We now have a final dataframe with  368 neighborhoods across both cities.
Given the size of London compared to Amsterdam, it's no surprise that London has over 3 times as many neighborhoods.
* London has 299 Neighborhoods
* Amsterdam has 69 Neighborhoods

In total, there are 41 unique Boroughs between the two cities.
* The Borough with the most neighborhoods in Amsterdam is Centrum with 14 Neighborhoods.
* The Borough with the most neighborhoods in London is Barnet with 26 Neighborhoods.

If we take a look at each folium map, we can see that London as a geographic region is much bigger than Amsterdam.

## 3. Clustering Neighborhoods using FourSquare <a class="anchor" id="third-bullet"></a>

In [None]:
import requests # library to handle requests
import matplotlib.cm as cm
import matplotlib.colors as colors
# import k-means from clustering stage
from sklearn.cluster import KMeans

In [None]:
# The code was removed by Watson Studio for sharing.

In [None]:
#Exploring the first neighborhood in our dataset- 'Abbey Wood'

df_am_lon.loc[0, 'neighborhood']

#### Now, let's get the top 50 venues that are in Regent Park within a radius of 500 meters.

In [None]:
neighborhood_name = df_am_lon.loc[0, 'neighborhood']
neighborhood_latitude = df_am_lon.loc[0, 'latitude']
neighborhood_longitude = df_am_lon.loc[0, 'longitude']

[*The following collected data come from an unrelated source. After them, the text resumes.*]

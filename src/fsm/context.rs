//! Shared mutable context threaded through every FSM handler.
//!
//! `FsmContext` is the single struct that state handlers read from and
//! write to. The service fills in the inputs for the current iteration
//! (time, distance, capture/classify/dispense results), ticks the FSM, and
//! reads back the [`CycleOutcome`]. Think of it as the "blackboard" in a
//! blackboard architecture.

use core::time::Duration;

use crate::app::events::DispenseEvent;
use crate::config::FeederConfig;
use crate::error::{ActuatorError, CaptureError, ClassifyError};
use crate::sensors::DistanceReading;
use crate::vision::{CapturedFrame, ClassificationResult};

// ---------------------------------------------------------------------------
// Cooldown
// ---------------------------------------------------------------------------

/// Timestamp of the last trigger that led to a successful dispense.
#[derive(Debug, Clone, Copy, Default, PartialEq, Eq)]
pub struct Cooldown {
    last_trigger: Option<Duration>,
}

impl Cooldown {
    pub fn last_trigger(&self) -> Option<Duration> {
        self.last_trigger
    }

    /// Time left before another feed is allowed, or `None` if eligible.
    ///
    /// Still cooling while `now - last <= cycle`.
    pub fn remaining(&self, now: Duration, cycle: Duration) -> Option<Duration> {
        let last = self.last_trigger?;
        let elapsed = now.saturating_sub(last);
        if elapsed <= cycle {
            Some(cycle - elapsed)
        } else {
            None
        }
    }

    pub fn mark(&mut self, at: Duration) {
        self.last_trigger = Some(at);
    }
}

// ---------------------------------------------------------------------------
// Food level
// ---------------------------------------------------------------------------

/// Estimated food remaining, in percent. Never replenished in-process.
#[derive(Debug, Clone, Copy, PartialEq)]
pub struct FoodLevel(f32);

impl FoodLevel {
    pub const FULL: Self = Self(100.0);

    pub fn pct(self) -> f32 {
        self.0
    }

    /// Subtract one dispense worth of food, flooring at zero.
    pub fn consume(&mut self, step_pct: f32) {
        self.0 = (self.0 - step_pct).max(0.0);
    }

    pub fn is_empty(self) -> bool {
        self.0 <= 0.0
    }
}

impl Default for FoodLevel {
    fn default() -> Self {
        Self::FULL
    }
}

// ---------------------------------------------------------------------------
// Gate + outcome
// ---------------------------------------------------------------------------

/// Result of the Idle-state gate check for the current poll.
#[derive(Debug, Clone, Copy, PartialEq, Default)]
pub enum Gate {
    /// No valid distance this poll.
    #[default]
    NoReading,
    /// Valid reading, nothing within detection distance.
    Clear,
    /// Object present but a feed happened too recently.
    CoolingDown { remaining: Duration },
    /// Object present and eligible: the loop is engaged.
    Engaged,
}

/// What one pass through the detection loop amounted to.
#[derive(Debug, Clone, PartialEq)]
pub enum CycleOutcome {
    NoReading,
    Clear { distance_cm: f32 },
    CoolingDown { remaining: Duration },
    CaptureFailed(CaptureError),
    ClassifyFailed(ClassifyError),
    NoMatch(ClassificationResult),
    Dispensed(DispenseEvent),
    DispenseFailed(DispenseEvent),
    /// Cancellation arrived mid-cycle; nothing further was attempted.
    Cancelled,
}

// ---------------------------------------------------------------------------
// FsmContext
// ---------------------------------------------------------------------------

/// The shared context passed to every state handler function.
pub struct FsmContext {
    // -- Timing --
    /// Clock reading for the current poll.
    pub now: Duration,

    // -- Configuration --
    pub config: FeederConfig,

    // -- Inputs for the current cycle (written by the service) --
    pub distance: DistanceReading,
    pub frame: Option<CapturedFrame>,
    pub capture_error: Option<CaptureError>,
    pub classification: Option<ClassificationResult>,
    pub classify_error: Option<ClassifyError>,
    pub dispense_result: Option<Result<(), ActuatorError>>,

    // -- Cycle bookkeeping (written by handlers) --
    pub gate: Gate,
    /// When the current engagement started.
    pub triggered_at: Option<Duration>,
    /// Final verdict, set by whichever state ends the cycle.
    pub outcome: Option<CycleOutcome>,

    // -- Persistent loop state --
    pub cooldown: Cooldown,
    pub food: FoodLevel,
    /// Successful dispenses since startup.
    pub dispense_count: u32,
}

impl FsmContext {
    pub fn new(config: FeederConfig) -> Self {
        Self {
            now: Duration::ZERO,
            config,
            distance: DistanceReading::NoReading,
            frame: None,
            capture_error: None,
            classification: None,
            classify_error: None,
            dispense_result: None,
            gate: Gate::NoReading,
            triggered_at: None,
            outcome: None,
            cooldown: Cooldown::default(),
            food: FoodLevel::FULL,
            dispense_count: 0,
        }
    }

    pub fn cycle(&self) -> Duration {
        Duration::from_secs(u64::from(self.config.cycle_secs))
    }

    /// Cooldown left at the current poll time.
    pub fn cooldown_remaining(&self) -> Option<Duration> {
        self.cooldown.remaining(self.now, self.cycle())
    }

    /// Drop per-cycle scratch before a new engagement.
    pub fn clear_cycle(&mut self) {
        self.frame = None;
        self.capture_error = None;
        self.classification = None;
        self.classify_error = None;
        self.dispense_result = None;
        self.outcome = None;
    }
}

LIMIT = 50 # limit of number of venues returned by Foursquare API
radius = 500 # define radius

# create URL
url = 'https://api.foursquare.com/v2/venues/explore?&client_id={}&client_secret={}&v={}&ll={},{}&radius={}&limit={}'.format(
    CLIENT_ID, 
    CLIENT_SECRET, 
    VERSION, 
    neighborhood_latitude, 
    neighborhood_longitude, 
    radius, 
    LIMIT)
url # display URL

In [None]:
#Sending the GET request to examine the results
results = requests.get(url).json()
results

In [None]:
# function that extracts the category of the venue
def get_category_type(row):
    try:
        categories_list = row['categories']
    except:
        categories_list = row['venue.categories']
        
    if len(categories_list) == 0:
        return None
    else:
        return categories_list[0]['name']

In [None]:
#Cleaning Json and putting into pandas DF structure
venues = results['response']['groups'][0]['items']
venues

In [None]:
nearby_venues = json_normalize(venues) # flatten JSON
nearby_venues.head()

In [None]:
# filter columns
filtered_columns = ['venue.name', 'venue.categories', 'venue.location.lat', 'venue.location.lng']
nearby_venues =nearby_venues.loc[:, filtered_columns]
nearby_venues.head()

In [None]:
# filter the category for each row
nearby_venues['venue.categories'] = nearby_venues.apply(get_category_type, axis=1)
nearby_venues.head()

In [None]:
# clean columns
nearby_venues.columns = [col.split(".")[-1] for col in nearby_venues.columns]
nearby_venues.columns

In [None]:
nearby_venues.head()

In [None]:
#Creating a function to repeat the same for all neighborhoods in our London and Amsterdam dataset
def getNearbyVenues(names, latitudes, longitudes, radius=500):
    
    venues_list=[]
    for name, lat, lng in zip(names, latitudes, longitudes):
        print(name)
            
        # create the API request URL
        url = 'https://api.foursquare.com/v2/venues/explore?&client_id={}&client_secret={}&v={}&ll={},{}&radius={}&limit={}'.format(
            CLIENT_ID, 
            CLIENT_SECRET, 
            VERSION, 
            lat, 
            lng, 
            radius, 
            LIMIT)
            
        # make the GET request
        results = requests.get(url).json()["response"]['groups'][0]['items']
        
        # return only relevant information for each nearby venue
        venues_list.append([(
            name, 
            lat, 
            lng, 
            v['venue']['name'], 
            v['venue']['location']['lat'], 
            v['venue']['location']['lng'],  
            v['venue']['categories'][0]['name']) for v in results])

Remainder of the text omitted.